Background: Patient safety is a key priority of the National Department of Health. Despite the publication of legislation and other measures to address patient safety incidents (PSIs) there are a paucity of studies relating to patient safety at the different levels of hospitals.
Objectives: To determine the epidemiology (incidence, nature and root causes) of PSIs at a long-term rehabilitative hospital between April 2011 and March 2016.
Method: Data were collected through a review and analysis of routinely collected hospital information on patient records and from the PSI register, as well as minutes of adverse health events meetings, quality assurance reports and patient complaints register.

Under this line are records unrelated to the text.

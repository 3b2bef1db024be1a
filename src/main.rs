use std::{sync::Arc, time::Duration};

use tracing_subscriber::{layer::SubscriberExt, util::SubscriberInitExt};

mod cache;
mod codegen;
mod config;
mod error;
mod handlers;
mod lifecycle;
mod models;
mod probe;
mod resolver;
mod singleflight;
mod store;
#[cfg(test)]
mod testing;
mod writer;

use cache::{LinkCache, MemoryCache, RedisCache};
use config::CacheBackend;
use lifecycle::Lifecycle;
use probe::HttpProbe;
use resolver::LinkResolver;
use store::{LinkStore, SqliteStore};
use writer::LinkWriter;

// ── Shared application state ───────────────────────────────────────────────

pub struct AppState {
    pub config: config::AppConfig,
    /// Direct store access for owner lookups, which bypass the cache.
    pub store: Arc<dyn LinkStore>,
    pub writer: LinkWriter,
    pub resolver: LinkResolver,
}

// ── Entry point ────────────────────────────────────────────────────────────

#[tokio::main]
async fn main() -> anyhow::Result<()> {
    // Load .env (ignore error if file is absent, env vars may already be set)
    dotenvy::dotenv().ok();

    // Initialise structured logging
    tracing_subscriber::registry()
        .with(
            tracing_subscriber::EnvFilter::try_from_default_env()
                .unwrap_or_else(|_| "shortlink=info,tower_http=info".into()),
        )
        .with(tracing_subscriber::fmt::layer())
        .init();

    // Load configuration from environment
    let config = config::AppConfig::from_env()?;
    tracing::info!("Starting shortlink on {}:{}", config.host, config.port);
    tracing::info!(
        "Code length {}, cache TTL {}s, cache backend {}",
        config.core.code_len,
        config.core.code_ttl_secs,
        match config.cache {
            CacheBackend::Memory => "memory",
            CacheBackend::Redis { .. } => "redis",
        }
    );

    // Built before any resource is started.
    let probe = Arc::new(HttpProbe::new(config.core.long_url_timeout)?);

    // ── Resources ──────────────────────────────────────────────────────────
    let mut lifecycle = Lifecycle::new();

    let sqlite = Arc::new(SqliteStore::connect_lazy(&config.database_url)?);
    lifecycle.register(sqlite.clone());

    let cache: Arc<dyn LinkCache> = match &config.cache {
        CacheBackend::Memory => {
            let memory = Arc::new(MemoryCache::new());
            memory.spawn_sweeper(Duration::from_secs(60));
            lifecycle.register(memory.clone());
            memory
        }
        CacheBackend::Redis {
            url,
            key_prefix,
            connect_timeout,
        } => {
            let redis = Arc::new(RedisCache::new(url, key_prefix.clone(), *connect_timeout)?);
            lifecycle.register(redis.clone());
            redis
        }
    };

    lifecycle.startup().await?;
    sqlite.spawn_retention_sweep(config.retention_sweep_interval);

    // ── Core services ──────────────────────────────────────────────────────
    let store: Arc<dyn LinkStore> = sqlite;
    let writer = LinkWriter::new(store.clone(), probe, &config.core);
    let resolver = LinkResolver::new(cache, store.clone(), &config.core);

    let bind_addr = format!("{}:{}", config.host, config.port);
    let state = Arc::new(AppState {
        config,
        store,
        writer,
        resolver,
    });

    // ── Serve ──────────────────────────────────────────────────────────────
    let app = handlers::router(state);

    let listener = match tokio::net::TcpListener::bind(&bind_addr).await {
        Ok(l) => l,
        Err(e) => {
            lifecycle.shutdown().await;
            return Err(e.into());
        }
    };
    tracing::info!("Listening on http://{}", listener.local_addr()?);

    let served = axum::serve(listener, app)
        .with_graceful_shutdown(shutdown_signal())
        .await;

    tracing::info!("Shutting down");
    lifecycle.shutdown().await;

    served?;
    Ok(())
}

/// Resolve on Ctrl-C or SIGTERM.
async fn shutdown_signal() {
    let ctrl_c = async {
        if let Err(e) = tokio::signal::ctrl_c().await {
            tracing::error!("Failed to listen for Ctrl-C: {:?}", e);
        }
    };

    #[cfg(unix)]
    let terminate = async {
        match tokio::signal::unix::signal(tokio::signal::unix::SignalKind::terminate()) {
            Ok(mut sig) => {
                sig.recv().await;
            }
            Err(e) => {
                tracing::error!("Failed to listen for SIGTERM: {:?}", e);
                std::future::pending::<()>().await;
            }
        }
    };

    #[cfg(not(unix))]
    let terminate = std::future::pending::<()>();

    tokio::select! {
        _ = ctrl_c => {},
        _ = terminate => {},
    }
}
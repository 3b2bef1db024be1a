use async_trait::async_trait;
use std::sync::Arc;

/// A long-lived dependency (database pool, cache connection) that must be
/// acquired and verified before serving and released on the way out.
#[async_trait]
pub trait Resource: Send + Sync {
    fn name(&self) -> &'static str;

    /// Acquire the connection and check it is alive.
    async fn startup(&self) -> anyhow::Result<()>;

    async fn shutdown(&self) -> anyhow::Result<()>;
}

/// Ordered set of resources owned by the process entry point.
///
/// Resources start in registration order and stop in reverse order.
#[derive(Default)]
pub struct Lifecycle {
    resources: Vec<Arc<dyn Resource>>,
    started: usize,
}

impl Lifecycle {
    pub fn new() -> Self {
        Self::default()
    }

    pub fn register(&mut self, resource: Arc<dyn Resource>) -> &mut Self {
        self.resources.push(resource);
        self
    }

    /// Start every resource. If one fails, the ones already started are
    /// shut down again before the error is returned.
    pub async fn startup(&mut self) -> anyhow::Result<()> {
        while self.started < self.resources.len() {
            let resource = &self.resources[self.started];
            if let Err(e) = resource.startup().await {
                tracing::error!("Failed to start {}: {:?}", resource.name(), e);
                let name = resource.name();
                self.shutdown().await;
                return Err(e.context(format!("starting {name}")));
            }
            tracing::info!("Started {}", resource.name());
            self.started += 1;
        }
        Ok(())
    }

    /// Stop every started resource, newest first. Errors are logged, not
    /// returned, so one failure does not leak the rest.
    pub async fn shutdown(&mut self) {
        while self.started > 0 {
            self.started -= 1;
            let resource = &self.resources[self.started];
            match resource.shutdown().await {
                Ok(()) => tracing::info!("Stopped {}", resource.name()),
                Err(e) => tracing::error!("Failed to stop {}: {:?}", resource.name(), e),
            }
        }
    }
}

#[cfg(test)]
mod tests {
    use super::*;
    use std::sync::Mutex;

    struct Probe {
        name: &'static str,
        fail_startup: bool,
        log: Arc<Mutex<Vec<String>>>,
    }

    #[async_trait]
    impl Resource for Probe {
        fn name(&self) -> &'static str {
            self.name
        }

        async fn startup(&self) -> anyhow::Result<()> {
            self.log.lock().unwrap().push(format!("start {}", self.name));
            if self.fail_startup {
                anyhow::bail!("{} unavailable", self.name);
            }
            Ok(())
        }

        async fn shutdown(&self) -> anyhow::Result<()> {
            self.log.lock().unwrap().push(format!("stop {}", self.name));
            Ok(())
        }
    }

    fn probe(name: &'static str, fail_startup: bool, log: &Arc<Mutex<Vec<String>>>) -> Arc<Probe> {
        Arc::new(Probe {
            name,
            fail_startup,
            log: log.clone(),
        })
    }

    #[tokio::test]
    async fn starts_in_order_and_stops_in_reverse() {
        let log = Arc::new(Mutex::new(Vec::new()));
        let mut lifecycle = Lifecycle::new();
        lifecycle
            .register(probe("store", false, &log))
            .register(probe("cache", false, &log));

        lifecycle.startup().await.unwrap();
        lifecycle.shutdown().await;
        // A second shutdown is a no-op.
        lifecycle.shutdown().await;

        assert_eq!(
            *log.lock().unwrap(),
            vec!["start store", "start cache", "stop cache", "stop store"]
        );
    }

    #[tokio::test]
    async fn failed_startup_releases_started_resources() {
        let log = Arc::new(Mutex::new(Vec::new()));
        let mut lifecycle = Lifecycle::new();
        lifecycle
            .register(probe("store", false, &log))
            .register(probe("cache", true, &log))
            .register(probe("never", false, &log));

        let err = lifecycle.startup().await.unwrap_err();
        assert!(format!("{err:#}").contains("starting cache"));
        assert_eq!(
            *log.lock().unwrap(),
            vec!["start store", "start cache", "stop store"]
        );
    }
}
//! In-memory doubles for the store, cache and URL probe, with call counters.

use crate::{
    cache::LinkCache,
    error::InfraError,
    models::{Link, LinkFilter, NewLink},
    probe::{ProbeError, UrlProbe},
    store::{Inserted, LinkStore},
};
use async_trait::async_trait;
use std::{
    collections::HashMap,
    sync::{
        atomic::{AtomicUsize, Ordering},
        Mutex,
    },
    time::Duration,
};
use url::Url;

pub fn store_down() -> InfraError {
    sqlx::Error::Protocol("store unavailable".into()).into()
}

#[derive(Default)]
pub struct FakeStore {
    pub rows: Mutex<Vec<Link>>,
    /// Attempted inserts, including rejected ones.
    pub attempts: Mutex<Vec<NewLink>>,
    pub gets: AtomicUsize,
    /// Number of upcoming inserts to reject as code collisions.
    pub collisions: AtomicUsize,
    pub get_delay: Option<Duration>,
    pub fail_gets: bool,
    pub fail_creates: bool,
}

impl FakeStore {
    pub fn new() -> Self {
        Self::default()
    }

    pub fn with_rows(rows: Vec<Link>) -> Self {
        Self {
            rows: Mutex::new(rows),
            ..Self::default()
        }
    }

    pub fn rows(&self) -> Vec<Link> {
        self.rows.lock().unwrap().clone()
    }

    pub fn gets(&self) -> usize {
        self.gets.load(Ordering::SeqCst)
    }

    pub fn inserts(&self) -> usize {
        self.attempts.lock().unwrap().len()
    }
}

#[async_trait]
impl LinkStore for FakeStore {
    async fn create(&self, link: &NewLink) -> Result<Inserted, InfraError> {
        self.attempts.lock().unwrap().push(link.clone());
        if self.fail_creates {
            return Err(store_down());
        }
        let taken = self
            .collisions
            .fetch_update(Ordering::SeqCst, Ordering::SeqCst, |n| n.checked_sub(1))
            .is_ok();

        let mut rows = self.rows.lock().unwrap();
        if taken || rows.iter().any(|row| row.code == link.code) {
            return Ok(Inserted::CodeTaken);
        }
        let id = rows.len() as i64 + 1;
        rows.push(link.clone().into_link(id));
        Ok(Inserted::Created(id))
    }

    async fn get(&self, filter: &LinkFilter) -> Result<Option<Link>, InfraError> {
        self.gets.fetch_add(1, Ordering::SeqCst);
        if let Some(delay) = self.get_delay {
            tokio::time::sleep(delay).await;
        }
        if self.fail_gets {
            return Err(store_down());
        }
        let rows = self.rows.lock().unwrap();
        Ok(rows.iter().rev().find(|row| filter.matches(row)).cloned())
    }
}

#[derive(Default)]
pub struct FakeCache {
    pub entries: Mutex<HashMap<String, (String, u64)>>,
    pub gets: AtomicUsize,
    pub sets: AtomicUsize,
    pub fail_gets: bool,
}

impl FakeCache {
    pub fn new() -> Self {
        Self::default()
    }

    pub fn with_entry(key: &str, value: &str) -> Self {
        let cache = Self::default();
        cache
            .entries
            .lock()
            .unwrap()
            .insert(key.to_owned(), (value.to_owned(), 3600));
        cache
    }

    /// Value and TTL last written for `key`.
    pub fn entry(&self, key: &str) -> Option<(String, u64)> {
        self.entries.lock().unwrap().get(key).cloned()
    }

    pub fn gets(&self) -> usize {
        self.gets.load(Ordering::SeqCst)
    }

    pub fn sets(&self) -> usize {
        self.sets.load(Ordering::SeqCst)
    }
}

#[async_trait]
impl LinkCache for FakeCache {
    async fn get(&self, key: &str) -> Result<Option<String>, InfraError> {
        self.gets.fetch_add(1, Ordering::SeqCst);
        if self.fail_gets {
            let io = std::io::Error::new(std::io::ErrorKind::ConnectionRefused, "cache down");
            return Err(redis::RedisError::from(io).into());
        }
        Ok(self.entries.lock().unwrap().get(key).map(|(v, _)| v.clone()))
    }

    async fn set(&self, key: &str, value: &str, ttl_secs: u64) -> Result<(), InfraError> {
        self.sets.fetch_add(1, Ordering::SeqCst);
        self.entries
            .lock()
            .unwrap()
            .insert(key.to_owned(), (value.to_owned(), ttl_secs));
        Ok(())
    }
}

/// Probe that answers the same way for every URL.
pub struct FakeProbe {
    pub reachable: bool,
    pub checks: AtomicUsize,
}

impl FakeProbe {
    pub fn up() -> Self {
        Self {
            reachable: true,
            checks: AtomicUsize::new(0),
        }
    }

    pub fn down() -> Self {
        Self {
            reachable: false,
            checks: AtomicUsize::new(0),
        }
    }
}

#[async_trait]
impl UrlProbe for FakeProbe {
    async fn check(&self, _url: &Url) -> Result<(), ProbeError> {
        self.checks.fetch_add(1, Ordering::SeqCst);
        if self.reachable {
            Ok(())
        } else {
            Err(ProbeError::Status(reqwest::StatusCode::NOT_FOUND))
        }
    }
}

Results: A total or 4.12 PSIs per 10 000 inpatient days were reported. Approximately 52% of the adverse health events occurred in females with most of the adverse health events occurring in the 50-59 years category: 96% being reported during the day and 33% within the shift change. Pressure ulcers, falls, injury, hospital acquired infections and medication error were the most commonly reported PSIs. Patient factors were listed as the most common root cause for the PSIs.
Conclusion: The study shows a low reporting rate of PSIs whilst showing a diverse pattern of PSIs over a period of 5 years. There is a need for active change management in order to establish a blame-free culture and learning environment to improve reporting of PSI. A comprehensive quality improvement intervention addressing patients, their families and staff is essential to minimise PSI and its consequences.